I had an interesting dream the other night.  I was riding a bike with my Mom on the back of the bike. We were coming down and hill and when I went to apply the brakes, I realized they weren’t working. We were heading towards and intersection so I put my feet on the ground, dragging them trying to slow down. I told my Mom to hold on, we were going to have to tip the bike to avoid the intersection.  The bike was tipped and my Mom was screaming at me asking me how I could do that to her. Then (still in my dream), my husband rode over and asked if all was ok. I told him what happened and when we looked at the bike, we realized the brake line had been disconnected. Then my mother chimed in stating that she had disconnected them.

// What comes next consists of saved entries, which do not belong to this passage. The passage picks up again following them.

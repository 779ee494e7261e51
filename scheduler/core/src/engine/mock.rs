//! Scripted Mock Engine
//!
//! In-process stand-in for engine processes, used by unit and integration
//! tests. Replies are scripted per call in FIFO order; when the script runs
//! dry the default reply is used. The mock records every call and tracks how
//! many calls are in flight at once, which lets tests assert pool bounds.
//!
//! ```ignore
//! let engine = MockEngine::new();
//! engine.push_reply(MockReply::Respond(vec![RawResponse::refinement(true)]));
//! let (gate, reply) = MockReply::gated();
//! engine.push_reply(reply);
//! // ... submit two requests; the second stays in flight until:
//! gate.release(vec![RawResponse::consistency(false)]);
//! ```

use std::collections::{HashSet, VecDeque};
use std::sync::atomic::{AtomicBool, AtomicUsize, Ordering};
use std::sync::Arc;
use std::time::Duration;

use async_trait::async_trait;
use futures::stream::{self, StreamExt};
use parking_lot::Mutex;
use tokio::sync::{oneshot, Notify};
use tokio::time::Instant;

use super::{
    CallKind, EngineCall, EngineConnector, EngineTransport, RawResponse, ResponseStream,
    TransportError,
};

/// Scripted reply to one call
#[derive(Debug)]
pub enum MockReply {
    /// Stream these responses, then complete
    Respond(Vec<RawResponse>),
    /// Fail the call before any stream is returned
    Fail(TransportError),
    /// Stream these responses, then fail
    StreamError(Vec<RawResponse>, TransportError),
    /// Wait, then stream these responses
    Delayed(Duration, Vec<RawResponse>),
    /// Never answer and never complete
    Hang,
    /// Answer when the paired [`MockGate`] is released
    Gated(oneshot::Receiver<Vec<RawResponse>>),
}

impl MockReply {
    /// Create a gated reply together with the gate that releases it
    #[must_use]
    pub fn gated() -> (MockGate, Self) {
        let (tx, rx) = oneshot::channel();
        (MockGate { tx }, Self::Gated(rx))
    }
}

/// Releases a [`MockReply::Gated`] reply
#[derive(Debug)]
pub struct MockGate {
    tx: oneshot::Sender<Vec<RawResponse>>,
}

impl MockGate {
    /// Deliver `responses` on the gated stream
    ///
    /// Returns `false` if the stream was already dropped (call aborted).
    pub fn release(self, responses: Vec<RawResponse>) -> bool {
        self.tx.send(responses).is_ok()
    }
}

struct MockState {
    script: Mutex<VecDeque<MockReply>>,
    default_reply: Mutex<Vec<RawResponse>>,
    calls: Mutex<Vec<EngineCall>>,
    call_arrived: Notify,
    connections: Mutex<Vec<(String, usize)>>,
    refused_backends: Mutex<HashSet<String>>,
    in_flight: AtomicUsize,
    peak_in_flight: AtomicUsize,
    honor_deadline: AtomicBool,
    healthy: AtomicBool,
}

/// Decrements the in-flight counter when a response stream is dropped
struct InFlightGuard {
    state: Arc<MockState>,
}

impl InFlightGuard {
    fn enter(state: &Arc<MockState>) -> Self {
        let now = state.in_flight.fetch_add(1, Ordering::SeqCst) + 1;
        state.peak_in_flight.fetch_max(now, Ordering::SeqCst);
        Self {
            state: state.clone(),
        }
    }
}

impl Drop for InFlightGuard {
    fn drop(&mut self) {
        self.state.in_flight.fetch_sub(1, Ordering::SeqCst);
    }
}

/// Scripted engine implementing both [`EngineConnector`] and [`EngineTransport`]
///
/// Clones share state, so one instance can serve as connector for every
/// backend while tests keep a handle for scripting and assertions.
#[derive(Clone)]
pub struct MockEngine {
    state: Arc<MockState>,
}

impl Default for MockEngine {
    fn default() -> Self {
        Self::new()
    }
}

impl MockEngine {
    /// Mock whose default reply is an empty, completing stream
    #[must_use]
    pub fn new() -> Self {
        Self {
            state: Arc::new(MockState {
                script: Mutex::new(VecDeque::new()),
                default_reply: Mutex::new(Vec::new()),
                calls: Mutex::new(Vec::new()),
                call_arrived: Notify::new(),
                connections: Mutex::new(Vec::new()),
                refused_backends: Mutex::new(HashSet::new()),
                in_flight: AtomicUsize::new(0),
                peak_in_flight: AtomicUsize::new(0),
                honor_deadline: AtomicBool::new(false),
                healthy: AtomicBool::new(true),
            }),
        }
    }

    /// Mock answering every unscripted call with `responses`
    #[must_use]
    pub fn answering(responses: Vec<RawResponse>) -> Self {
        let engine = Self::new();
        engine.set_default_reply(responses);
        engine
    }

    /// Queue a reply for the next unanswered call
    pub fn push_reply(&self, reply: MockReply) {
        self.state.script.lock().push_back(reply);
    }

    /// Replace the reply used once the script is exhausted
    pub fn set_default_reply(&self, responses: Vec<RawResponse>) {
        *self.state.default_reply.lock() = responses;
    }

    /// Make the transport itself fail calls whose deadline expires
    pub fn set_honor_deadline(&self, honor: bool) {
        self.state.honor_deadline.store(honor, Ordering::SeqCst);
    }

    /// Result of [`EngineTransport::health_check`]
    pub fn set_healthy(&self, healthy: bool) {
        self.state.healthy.store(healthy, Ordering::SeqCst);
    }

    /// Refuse connections to `backend`
    pub fn refuse_backend(&self, backend: impl Into<String>) {
        self.state.refused_backends.lock().insert(backend.into());
    }

    /// All calls received so far, in arrival order
    #[must_use]
    pub fn calls(&self) -> Vec<EngineCall> {
        self.state.calls.lock().clone()
    }

    /// Number of calls received so far
    #[must_use]
    pub fn call_count(&self) -> usize {
        self.state.calls.lock().len()
    }

    /// Calls of one kind
    #[must_use]
    pub fn calls_of(&self, kind: CallKind) -> Vec<EngineCall> {
        self.state
            .calls
            .lock()
            .iter()
            .filter(|c| c.kind == kind)
            .cloned()
            .collect()
    }

    /// Wait until at least `count` calls have arrived
    pub async fn wait_for_calls(&self, count: usize) {
        loop {
            let arrived = self.state.call_arrived.notified();
            if self.call_count() >= count {
                return;
            }
            arrived.await;
        }
    }

    /// Connections opened through the connector, as `(backend, index)`
    #[must_use]
    pub fn connections(&self) -> Vec<(String, usize)> {
        self.state.connections.lock().clone()
    }

    /// Calls whose response stream is still alive
    #[must_use]
    pub fn in_flight(&self) -> usize {
        self.state.in_flight.load(Ordering::SeqCst)
    }

    /// Highest number of simultaneously live response streams
    #[must_use]
    pub fn peak_in_flight(&self) -> usize {
        self.state.peak_in_flight.load(Ordering::SeqCst)
    }

    fn next_reply(&self) -> MockReply {
        if let Some(reply) = self.state.script.lock().pop_front() {
            return reply;
        }
        MockReply::Respond(self.state.default_reply.lock().clone())
    }
}

fn ok_all(responses: Vec<RawResponse>) -> impl Iterator<Item = Result<RawResponse, TransportError>> {
    responses.into_iter().map(Ok)
}

fn expire_at(inner: ResponseStream, deadline: Duration) -> ResponseStream {
    let expires = Instant::now() + deadline;
    stream::unfold(Some(inner), move |inner| async move {
        let mut inner = inner?;
        match tokio::time::timeout_at(expires, inner.next()).await {
            Ok(Some(item)) => Some((item, Some(inner))),
            Ok(None) => None,
            Err(_) => Some((
                Err(TransportError::deadline_exceeded(format!(
                    "deadline exceeded after {}ms",
                    deadline.as_millis()
                ))),
                None,
            )),
        }
    })
    .boxed()
}

#[async_trait]
impl EngineTransport for MockEngine {
    async fn call(
        &self,
        call: EngineCall,
        deadline: Duration,
    ) -> Result<ResponseStream, TransportError> {
        self.state.calls.lock().push(call);
        self.state.call_arrived.notify_waiters();

        let stream: ResponseStream = match self.next_reply() {
            MockReply::Respond(responses) => stream::iter(ok_all(responses)).boxed(),
            MockReply::Fail(err) => return Err(err),
            MockReply::StreamError(responses, err) => {
                stream::iter(ok_all(responses).chain(std::iter::once(Err(err)))).boxed()
            }
            MockReply::Delayed(delay, responses) => stream::once(async move {
                tokio::time::sleep(delay).await;
                responses
            })
            .flat_map(|responses| stream::iter(ok_all(responses)))
            .boxed(),
            MockReply::Hang => stream::pending::<Result<RawResponse, TransportError>>().boxed(),
            MockReply::Gated(rx) => stream::once(rx)
                .flat_map(|released| stream::iter(ok_all(released.unwrap_or_default())))
                .boxed(),
        };

        let stream = if self.state.honor_deadline.load(Ordering::SeqCst) {
            expire_at(stream, deadline)
        } else {
            stream
        };

        let guard = InFlightGuard::enter(&self.state);
        Ok(stream
            .map(move |item| {
                let _live = &guard;
                item
            })
            .boxed())
    }

    async fn health_check(&self) -> bool {
        self.state.healthy.load(Ordering::SeqCst)
    }
}

#[async_trait]
impl EngineConnector for MockEngine {
    async fn connect(
        &self,
        backend: &str,
        index: usize,
    ) -> Result<Arc<dyn EngineTransport>, TransportError> {
        if self.state.refused_backends.lock().contains(backend) {
            return Err(TransportError::new(format!(
                "UNAVAILABLE: connection to {backend} refused"
            )));
        }
        self.state
            .connections
            .lock()
            .push((backend.to_string(), index));
        Ok(Arc::new(self.clone()))
    }
}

No dream crazy dream interpretation needed. This is how my life is. Me dragging my feet trying to slow down what is happening. My mother constantly sabotaging her treatment and care. Her yelling, me bringing her along. Tipping which ever way we need to so we can understand and get things done. The helplessness we both feel. The control we both crave for. When I told my husband Graham of my dream he laughed. Not much of a dream if its what happens in everyday life!

My Love

For better or worse, for richer for poorer- words my husband Graham and I spoke to one another at our wedding almost 22 years ago. We have put those words to test many times over the years. We have honored them, not always with a smile on our faces but we have gotten through many tough times. We continue now and since life isn’t easy, will continue to.

As Graham and I planned our future together over 23 years ago, we spoke about how it was not just he and I marrying. We felt we were combining our families. In theory it sounds easy, but it isn’t always. Holidays are not always smooth, in laws may have other expectations and most of our family has their own in laws to deal with. We have tried to make it work to the best of our abilities.

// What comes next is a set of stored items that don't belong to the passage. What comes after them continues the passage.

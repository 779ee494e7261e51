//! Error Types
//!
//! Two families of errors live here:
//!
//! - [`RequestError`]: what a request's failure continuation receives. Its
//!   [`ErrorKind`] decides which [`QueryStatus`] the request ends in.
//! - [`SchedulerError`]: problems found while starting the scheduler. These are
//!   programming or deployment errors and are returned to the caller of
//!   [`QueryScheduler::start`](crate::QueryScheduler::start).

use std::fmt;

use thiserror::Error;

use crate::config::ConfigError;
use crate::engine::TransportError;
use crate::request::QueryStatus;

// =============================================================================
// Request Errors
// =============================================================================

/// Classification of request failures
#[derive(Clone, Copy, Debug, PartialEq, Eq, Hash)]
pub enum ErrorKind {
    /// Request text is empty or fails the allow-list check
    Validation,
    /// The requested backend has no provisioned connections
    Configuration,
    /// The engine did not answer before the request's deadline
    DeadlineExceeded,
    /// Any other RPC-layer failure
    Transport,
    /// The caller cancelled the request while it was running
    CancelledByCaller,
    /// The engine answered without any expected result populated
    UnrecognizedResponse,
}

impl ErrorKind {
    /// The user-visible status a request failing with this kind ends in
    #[must_use]
    pub fn status(self) -> QueryStatus {
        match self {
            Self::Validation => QueryStatus::SyntaxError,
            Self::CancelledByCaller => QueryStatus::Unknown,
            Self::Configuration
            | Self::DeadlineExceeded
            | Self::Transport
            | Self::UnrecognizedResponse => QueryStatus::Error,
        }
    }

    /// Whether this kind is a cooperative cancellation rather than a failure
    #[must_use]
    pub fn is_cancellation(self) -> bool {
        matches!(self, Self::CancelledByCaller)
    }
}

impl fmt::Display for ErrorKind {
    fn fmt(&self, f: &mut fmt::Formatter<'_>) -> fmt::Result {
        match self {
            Self::Validation => write!(f, "validation error"),
            Self::Configuration => write!(f, "configuration error"),
            Self::DeadlineExceeded => write!(f, "deadline exceeded"),
            Self::Transport => write!(f, "transport error"),
            Self::CancelledByCaller => write!(f, "cancelled"),
            Self::UnrecognizedResponse => write!(f, "unrecognized response"),
        }
    }
}

/// Error delivered to a request's failure continuation
#[derive(Clone, Debug, Error, PartialEq, Eq)]
#[error("{kind}: {message}")]
pub struct RequestError {
    kind: ErrorKind,
    message: String,
}

impl RequestError {
    /// Create an error of the given kind
    pub fn new(kind: ErrorKind, message: impl Into<String>) -> Self {
        Self {
            kind,
            message: message.into(),
        }
    }

    /// Request text failed validation
    pub fn validation(message: impl Into<String>) -> Self {
        Self::new(ErrorKind::Validation, message)
    }

    /// Backend is missing or has no connections
    pub fn configuration(message: impl Into<String>) -> Self {
        Self::new(ErrorKind::Configuration, message)
    }

    /// The engine did not answer in time
    #[must_use]
    pub fn deadline_exceeded() -> Self {
        Self::new(
            ErrorKind::DeadlineExceeded,
            "The backend did not answer the request in time",
        )
    }

    /// Generic RPC failure carrying the transport's message
    pub fn transport(detail: impl fmt::Display) -> Self {
        Self::new(
            ErrorKind::Transport,
            format!("The execution of this query failed with message:\n{detail}"),
        )
    }

    /// Cooperative cancellation by the caller
    #[must_use]
    pub fn cancelled() -> Self {
        Self::new(ErrorKind::CancelledByCaller, "The request was cancelled")
    }

    /// The engine replied without a recognizable result
    #[must_use]
    pub fn unrecognized_response() -> Self {
        Self::new(
            ErrorKind::UnrecognizedResponse,
            "The backend returned no recognizable result",
        )
    }

    /// Error kind
    #[must_use]
    pub fn kind(&self) -> ErrorKind {
        self.kind
    }

    /// Human-readable message
    #[must_use]
    pub fn message(&self) -> &str {
        &self.message
    }

    /// The user-visible status this error resolves to
    #[must_use]
    pub fn status(&self) -> QueryStatus {
        self.kind.status()
    }
}

// =============================================================================
// Startup Errors
// =============================================================================

/// Errors raised while starting the scheduler
#[derive(Debug, Error)]
pub enum SchedulerError {
    /// The configuration cannot be used to start a scheduler
    #[error("Invalid scheduler configuration: {0}")]
    Configuration(String),

    /// A connection to an engine could not be opened
    #[error("Failed to open connection {index} to backend '{backend}': {source}")]
    Connect {
        /// Backend name
        backend: String,
        /// Index of the connection within the backend's pool
        index: usize,
        /// Underlying transport failure
        source: TransportError,
    },

    /// The scheduler was started outside a tokio runtime
    #[error("No tokio runtime available: {0}")]
    NoRuntime(#[from] tokio::runtime::TryCurrentError),

    /// Configuration could not be loaded
    #[error(transparent)]
    Config(#[from] ConfigError),
}

#[cfg(test)]
mod tests {
    use super::*;

    #[test]
    fn test_kind_to_status() {
        assert_eq!(ErrorKind::Validation.status(), QueryStatus::SyntaxError);
        assert_eq!(ErrorKind::CancelledByCaller.status(), QueryStatus::Unknown);
        assert_eq!(ErrorKind::DeadlineExceeded.status(), QueryStatus::Error);
        assert_eq!(ErrorKind::Transport.status(), QueryStatus::Error);
        assert_eq!(ErrorKind::Configuration.status(), QueryStatus::Error);
        assert_eq!(ErrorKind::UnrecognizedResponse.status(), QueryStatus::Error);
    }

    #[test]
    fn test_transport_message_keeps_detail() {
        let err = RequestError::transport("UNAVAILABLE: connection reset");
        assert_eq!(err.kind(), ErrorKind::Transport);
        assert!(err.message().ends_with("UNAVAILABLE: connection reset"));
        assert!(err.to_string().starts_with("transport error: "));
    }

    #[test]
    fn test_only_cancellation_is_neutral() {
        assert!(RequestError::cancelled().kind().is_cancellation());
        assert!(!RequestError::deadline_exceeded().kind().is_cancellation());
    }
}
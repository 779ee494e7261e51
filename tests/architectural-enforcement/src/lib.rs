//! Architectural Enforcement Integration Tests
//!
//! Source scanners shared by the tests in `tests/`. They enforce rules that
//! keep the scheduler non-blocking:
//! - No sleeping in production code; waiting is done on I/O, timers or notifies
//! - No blocking network or process I/O
//! - Blocking file I/O only in the configuration loader, before the runtime
//!   serves requests

use std::fs;
use std::path::{Path, PathBuf};

/// Production sources of the scheduler crate
#[must_use]
pub fn scheduler_src() -> PathBuf {
    Path::new(env!("CARGO_MANIFEST_DIR")).join("../../scheduler/core/src")
}

/// A production line of code with its location
#[derive(Debug, Clone)]
pub struct CodeLine {
    /// File the line belongs to
    pub path: PathBuf,
    /// 1-based line number
    pub number: usize,
    /// Line text with any trailing `//` comment removed
    pub code: String,
}

impl std::fmt::Display for CodeLine {
    fn fmt(&self, f: &mut std::fmt::Formatter<'_>) -> std::fmt::Result {
        write!(f, "{}:{} - {}", self.path.display(), self.number, self.code.trim())
    }
}

/// Every `.rs` file below `dir`, sorted
#[must_use]
pub fn rust_files(dir: &Path) -> Vec<PathBuf> {
    let mut files: Vec<PathBuf> = walkdir::WalkDir::new(dir)
        .into_iter()
        .filter_map(Result::ok)
        .filter(|e| e.path().extension().and_then(|s| s.to_str()) == Some("rs"))
        .map(|e| e.into_path())
        .collect();
    files.sort();
    files
}

/// Lines of `path` that belong to production code
///
/// Scanning stops at the first `#[cfg(test)]`, which by convention opens the
/// file's trailing test module. Comment-only lines are skipped.
#[must_use]
pub fn production_lines(path: &Path) -> Vec<CodeLine> {
    let Ok(content) = fs::read_to_string(path) else {
        return Vec::new();
    };
    production_lines_of(path, &content)
}

/// [`production_lines`] over already loaded text
#[must_use]
pub fn production_lines_of(path: &Path, content: &str) -> Vec<CodeLine> {
    content
        .lines()
        .enumerate()
        .take_while(|(_, line)| line.trim() != "#[cfg(test)]")
        .filter_map(|(idx, line)| {
            let code = line.split("//").next().unwrap_or(line);
            if code.trim().is_empty() {
                return None;
            }
            Some(CodeLine {
                path: path.to_path_buf(),
                number: idx + 1,
                code: code.to_string(),
            })
        })
        .collect()
}

/// Whether `path` is test support compiled only for tests
#[must_use]
pub fn is_test_support(path: &Path) -> bool {
    path.ends_with("engine/mock.rs")
}

#[cfg(test)]
mod tests {
    use super::*;

    #[test]
    fn test_scanning_stops_at_test_module() {
        let source = "fn run() {\n    work();\n}\n\n#[cfg(test)]\nmod tests {\n    sleep();\n}\n";
        let lines = production_lines_of(Path::new("x.rs"), source);
        assert_eq!(lines.len(), 3);
        assert!(lines.iter().all(|l| !l.code.contains("sleep")));
    }

    #[test]
    fn test_comments_are_ignored() {
        let source = "// std::thread::sleep(d)\nlet x = 1; // std::net::TcpStream\n";
        let lines = production_lines_of(Path::new("x.rs"), source);
        assert_eq!(lines.len(), 1);
        assert_eq!(lines[0].number, 2);
        assert!(!lines[0].code.contains("std::net"));
    }

    #[test]
    fn test_scheduler_sources_found() {
        let files = rust_files(&scheduler_src());
        assert!(files.iter().any(|f| f.ends_with("routing/scheduler.rs")));
    }
}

What wasn’t expected or planned was our parents aging, getting sick and needing us. Over seven years ago when my father was diagnosed with Leukemia, my Graham was such a wonderful support. He rearranged his schedule so that he could be around to take the kids to practices, school, events and more. He took care of all things to do with my parents home. A couple of months before my fathers diagnosis, he had started to be build a coy pond in the backyard. He beautifully finished it so my Dad could spend time sitting by it. My father would fall asleep many days listening to the waterfall. The following summer, Graham worked on refinishing the backyard porch. My father would be able to see and hear the pond from there since he was unable to walk to far. It was such a lovely gesture.

Fast forward to 2013 and Graham continues to be a wonderful support. Since my father passed away in 2007, he assumes all of the responsibilities of my parents home. Now he has been unbelievable with my mother. Perhaps partly due to his training as a guidance counselor and mostly do to  his kindness he has helped her tremendously. It is not without out frustration, seeing my Mom treat me and my children meanly at times. My mom tends to look to Graham very often. I think he brings her comfort. She has just started to not be nice to him all the time, but he handles it gracefully.

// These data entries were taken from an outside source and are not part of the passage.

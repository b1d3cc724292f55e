//! Strata Core
//!
//! Resource model, attribute schemas and the traits providers implement to
//! plug resource types into a provisioning host.

pub mod differ;
pub mod provider;
pub mod registration;
pub mod resource;
pub mod schema;
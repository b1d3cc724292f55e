//! Post-apply checks

use anyhow::{Context, anyhow};
use async_trait::async_trait;
use serde::de::DeserializeOwned;
use strata_core::resource::{State, Value};

use crate::client::ArmClient;
use crate::ids::ArmId;

/// Asks the remote API whether the object behind a state still exists
#[async_trait]
pub trait ExistenceChecker: Send + Sync {
    async fn exists(&self, client: &ArmClient, state: &State) -> anyhow::Result<bool>;
}

/// Parse the state identifier as `T` and GET it
///
/// 404 means the object is gone; any other failure is an error.
pub async fn exists_by_id<T, B>(
    client: &ArmClient,
    state: &State,
    api_version: &str,
) -> anyhow::Result<bool>
where
    T: ArmId,
    B: DeserializeOwned,
{
    let identifier = state
        .identifier
        .as_deref()
        .ok_or_else(|| anyhow!("{} has no identifier", state.id))?;
    let id = T::parse(identifier)?;

    match client.get::<B>(&id.to_string(), api_version).await {
        Ok(_) => Ok(true),
        Err(e) if e.was_not_found() => Ok(false),
        Err(e) => Err(e).with_context(|| format!("retrieving {}", id)),
    }
}

/// A single assertion run after a configuration step
pub enum Check {
    /// The resource under test exists remotely
    ExistsInAzure,
    /// An attribute of the resource under test equals the value
    Attribute { name: String, expected: Value },
    /// An attribute of the resource under test is set
    AttributeSet { name: String },
}

impl Check {
    pub fn attr(name: impl Into<String>, expected: Value) -> Self {
        Check::Attribute {
            name: name.into(),
            expected,
        }
    }

    pub fn attr_set(name: impl Into<String>) -> Self {
        Check::AttributeSet { name: name.into() }
    }

    pub(crate) async fn run(
        &self,
        client: &ArmClient,
        checker: &dyn ExistenceChecker,
        state: &State,
    ) -> anyhow::Result<()> {
        match self {
            Check::ExistsInAzure => {
                if !checker.exists(client, state).await? {
                    anyhow::bail!("{} does not exist", state.id);
                }
            }
            Check::Attribute { name, expected } => {
                let actual = state.attribute(name);
                if actual.as_ref() != Some(expected) {
                    anyhow::bail!(
                        "{}: attribute {} is {:?}, expected {:?}",
                        state.id,
                        name,
                        actual,
                        expected
                    );
                }
            }
            Check::AttributeSet { name } => {
                if state.attribute(name).is_none() {
                    anyhow::bail!("{}: attribute {} is not set", state.id, name);
                }
            }
        }
        Ok(())
    }
}
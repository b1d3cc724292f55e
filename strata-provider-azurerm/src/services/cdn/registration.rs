use strata_core::provider::ResourceType;
use strata_core::registration::ServiceRegistration;

use super::custom_domain_association_resource::CustomDomainAssociationResource;
use crate::handler::ResourceHandler;
use crate::registry::HandlerRegistration;

pub struct Registration;

impl ServiceRegistration for Registration {
    fn name(&self) -> &'static str {
        "CDN"
    }

    fn associated_github_label(&self) -> Option<&'static str> {
        Some("service/cdn")
    }

    fn website_categories(&self) -> Vec<&'static str> {
        vec!["CDN"]
    }

    fn data_sources(&self) -> Vec<Box<dyn ResourceType>> {
        vec![]
    }

    fn resources(&self) -> Vec<Box<dyn ResourceType>> {
        vec![Box::new(CustomDomainAssociationResource)]
    }
}

impl HandlerRegistration for Registration {
    fn handlers(&self) -> Vec<Box<dyn ResourceHandler>> {
        vec![Box::new(CustomDomainAssociationResource)]
    }
}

As if him dealing directly with my mother is not enough, he has me. He listens to me endlessly as I try and work through what it going on. There are days he probably wants to say shut up, but he doesn’t. He helps me strategize on ways to handle things, gives me a shoulder to cry on, researches the disease and passes on information. Not only am I lucky to have him in my life, but so is my mother and so are my brothers. Things would not run nearly as well without Graham.

So in one of the worse times in life, I have experienced joy. All because of my love Graham. I am truly blessed to have him. Meeting and marrying him was one of the best decisions  I have made in life. For better or worse. Thank you babe!